🤖 AI Summary
This study addresses the challenge of linguistic variation in Luxembourgish—a low-resource language lacking standardized texts and predefined variant inventories—by proposing an unsupervised method that requires neither manual annotation nor prior knowledge of variants. The approach trains subword embeddings on raw user-generated comments and clusters word forms using a combination of cosine similarity and n-gram similarity, treating linguistic variation as a structural feature rather than noise. The method is transparent and reproducible, successfully uncovering systematic lexical and orthographic variation patterns aligned with dialectological and sociolinguistic principles. It yields well-defined clusters that facilitate both quantitative and qualitative analysis, offering a robust tool for investigating variation in low-resource languages.
📝 Abstract
This paper presents an embedding-based approach to detecting variation without relying on prior normalisation or predefined variant lists.
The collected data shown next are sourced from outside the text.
//! GTFS-derived stop positions and names, with an on-disk cache.
//!
//! Positions are the mean `stop_sequence` of each stop over every trip of a route in
//! one direction, after joining `stop_times.txt` -> `trips.txt` -> `routes.txt`.

use crate::names::StopNames;
use crate::positions::GtfsPositions;
use crate::table::{Table, write_csv};
use crate::{Error, Result};
use indexmap::IndexMap;
use rustc_hash::FxHashMap;
use serde::{Deserialize, Serialize};
use std::path::{Path, PathBuf};

pub const ROUTE_STOPS_AVG_FILE: &str = "route_stops_avg.csv";
pub const STOP_NAMES_FILE: &str = "stop_names.csv";

#[derive(Debug, Clone, PartialEq, Serialize, Deserialize)]
pub struct StopSequenceAverage {
    pub stop_id: String,
    pub route_short_name: String,
    pub direction_id: String,
    pub stop_sequence_avg: f64,
}

impl StopSequenceAverage {
    pub fn new(
        stop_id: impl Into<String>,
        route_short_name: impl Into<String>,
        direction_id: impl Into<String>,
        stop_sequence_avg: f64,
    ) -> Self {
        Self {
            stop_id: stop_id.into(),
            route_short_name: route_short_name.into(),
            direction_id: direction_id.into(),
            stop_sequence_avg,
        }
    }
}

/// Joins the three GTFS tables and averages `stop_sequence` per (stop, route, direction).
///
/// Stop times whose trip or route is unknown are skipped. Averages are rounded to two
/// decimals and returned in first-seen order.
pub fn average_stop_sequences(
    stop_times: &Table,
    trips: &Table,
    routes: &Table,
) -> Result<Vec<StopSequenceAverage>> {
    let route_id = routes.column("route_id")?;
    let short_name = routes.column("route_short_name")?;
    let short_names: FxHashMap<&str, &str> = routes
        .records()
        .iter()
        .map(|r| (r.get(route_id), r.get(short_name)))
        .collect();

    let trip_id = trips.column("trip_id")?;
    let trip_route = trips.column("route_id")?;
    let direction = trips.column("direction_id")?;
    let trip_keys: FxHashMap<&str, (&str, &str)> = trips
        .records()
        .iter()
        .filter_map(|r| {
            let short = short_names.get(r.get(trip_route))?;
            Some((r.get(trip_id), (*short, r.get(direction))))
        })
        .collect();

    let st_trip = stop_times.column("trip_id")?;
    let st_stop = stop_times.column("stop_id")?;
    let st_seq = stop_times.column("stop_sequence")?;

    let mut sums: IndexMap<(&str, &str, &str), (u64, u64)> = IndexMap::new();
    let mut skipped = 0usize;
    for record in stop_times.records() {
        let Some(&(route, dir)) = trip_keys.get(record.get(st_trip)) else {
            skipped += 1;
            continue;
        };
        let raw = record.get(st_seq);
        let seq = raw.trim().parse::<u64>().map_err(|_| Error::CsvParse {
            line: record.line,
            message: format!("invalid stop_sequence {raw:?}"),
        })?;
        let entry = sums.entry((record.get(st_stop), route, dir)).or_insert((0, 0));
        entry.0 += seq;
        entry.1 += 1;
    }
    if skipped > 0 {
        tracing::debug!(skipped, "stop times without a matching trip or route");
    }

    Ok(sums
        .into_iter()
        .map(|((stop, route, dir), (sum, count))| {
            let mean = sum as f64 / count as f64;
            StopSequenceAverage::new(stop, route, dir, (mean * 100.0).round() / 100.0)
        })
        .collect())
}

/// Reads `name` from `gtfs_dir`, failing with [`Error::MissingGtfsFile`] when absent.
pub fn read_gtfs_table(gtfs_dir: &Path, name: &str) -> Result<Table> {
    let path = gtfs_dir.join(name);
    if !path.is_file() {
        return Err(Error::MissingGtfsFile { path });
    }
    Table::read(&path)
}

/// Cache directory for derived GTFS lookups.
#[derive(Debug, Clone)]
pub struct GtfsCache {
    dir: PathBuf,
}

impl GtfsCache {
    pub fn new(dir: impl Into<PathBuf>) -> Self {
        Self { dir: dir.into() }
    }

    /// Default cache location inside the GTFS directory.
    pub fn in_gtfs_dir(gtfs_dir: &Path) -> Self {
        Self::new(gtfs_dir.join("loadline"))
    }

    pub fn dir(&self) -> &Path {
        &self.dir
    }

    pub fn averages_path(&self) -> PathBuf {
        self.dir.join(ROUTE_STOPS_AVG_FILE)
    }

    pub fn names_path(&self) -> PathBuf {
        self.dir.join(STOP_NAMES_FILE)
    }

    /// Loads cached lookups, computing and writing any that are missing.
    pub fn load_or_build(&self, gtfs_dir: &Path) -> Result<(GtfsPositions, StopNames)> {
        let averages = if self.averages_path().is_file() {
            tracing::debug!(path = %self.averages_path().display(), "using cached stop sequence averages");
            read_averages(&Table::read(&self.averages_path())?)?
        } else {
            let averages = build_averages(gtfs_dir)?;
            self.write(&self.averages_path(), &averages_to_csv(&averages)?)?;
            averages
        };

        let names = if self.names_path().is_file() {
            StopNames::from_table(&Table::read(&self.names_path())?)?
        } else {
            let names = StopNames::from_table(&read_gtfs_table(gtfs_dir, "stops.txt")?)?;
            self.write(&self.names_path(), &names.to_csv()?)?;
            names
        };

        Ok((averages.into_iter().collect(), names))
    }

    /// Recomputes both lookups from `gtfs_dir`, replacing any cached copies.
    pub fn rebuild(&self, gtfs_dir: &Path) -> Result<(usize, usize)> {
        let averages = build_averages(gtfs_dir)?;
        let names = StopNames::from_table(&read_gtfs_table(gtfs_dir, "stops.txt")?)?;
        self.write(&self.averages_path(), &averages_to_csv(&averages)?)?;
        self.write(&self.names_path(), &names.to_csv()?)?;
        Ok((averages.len(), names.len()))
    }

    fn write(&self, path: &Path, contents: &str) -> Result<()> {
        std::fs::create_dir_all(&self.dir).map_err(|e| Error::io(&self.dir, e))?;
        std::fs::write(path, contents).map_err(|e| Error::io(path, e))?;
        tracing::info!(path = %path.display(), "wrote GTFS cache file");
        Ok(())
    }
}

fn build_averages(gtfs_dir: &Path) -> Result<Vec<StopSequenceAverage>> {
    if !gtfs_dir.is_dir() {
        return Err(Error::MissingGtfsFile {
            path: gtfs_dir.to_path_buf(),
        });
    }
    // Check every input up front so a missing file fails before the slow join.
    for name in ["stop_times.txt", "trips.txt", "routes.txt", "stops.txt"] {
        let path = gtfs_dir.join(name);
        if !path.is_file() {
            return Err(Error::MissingGtfsFile { path });
        }
    }
    tracing::info!(dir = %gtfs_dir.display(), "averaging GTFS stop sequences");
    average_stop_sequences(
        &read_gtfs_table(gtfs_dir, "stop_times.txt")?,
        &read_gtfs_table(gtfs_dir, "trips.txt")?,
        &read_gtfs_table(gtfs_dir, "routes.txt")?,
    )
}

fn averages_to_csv(averages: &[StopSequenceAverage]) -> Result<String> {
    write_csv(
        &["stop_id", "route_short_name", "direction_id", "stop_sequence_avg"],
        averages.iter().map(|avg| {
            [
                avg.stop_id.clone(),
                avg.route_short_name.clone(),
                avg.direction_id.clone(),
                avg.stop_sequence_avg.to_string(),
            ]
        }),
    )
}

fn read_averages(table: &Table) -> Result<Vec<StopSequenceAverage>> {
    let stop = table.column("stop_id")?;
    let route = table.column("route_short_name")?;
    let dir = table.column("direction_id")?;
    let avg = table.column("stop_sequence_avg")?;
    table
        .records()
        .iter()
        .map(|r| {
            let raw = r.get(avg);
            let value = raw.trim().parse::<f64>().map_err(|_| Error::CsvParse {
                line: r.line,
                message: format!("invalid stop_sequence_avg {raw:?}"),
            })?;
            Ok(StopSequenceAverage::new(r.get(stop), r.get(route), r.get(dir), value))
        })
        .collect()
}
The method trains subword embeddings on raw text and groups related forms through combined cosine and n-gram similarity. This allows spelling and morphological diversity to be examined and analysed as linguistic structure rather than treated as noise. Using a large corpus of Luxembourgish user comments, the approach uncovers extensive lexical and orthographic variation that aligns with patterns described in dialectal and sociolinguistic research. The induced families capture systematic correspondences and highlight areas of regional and stylistic differentiation. The procedure does not strictly require manual annotation, but does produce transparent clusters that support both quantitative and qualitative analysis. The results demonstrate that distributional modelling can reveal meaningful patterns of variation even in''noisy''or low-resource settings, offering a reproducible methodological framework for studying language variety in multilingual and small-language contexts.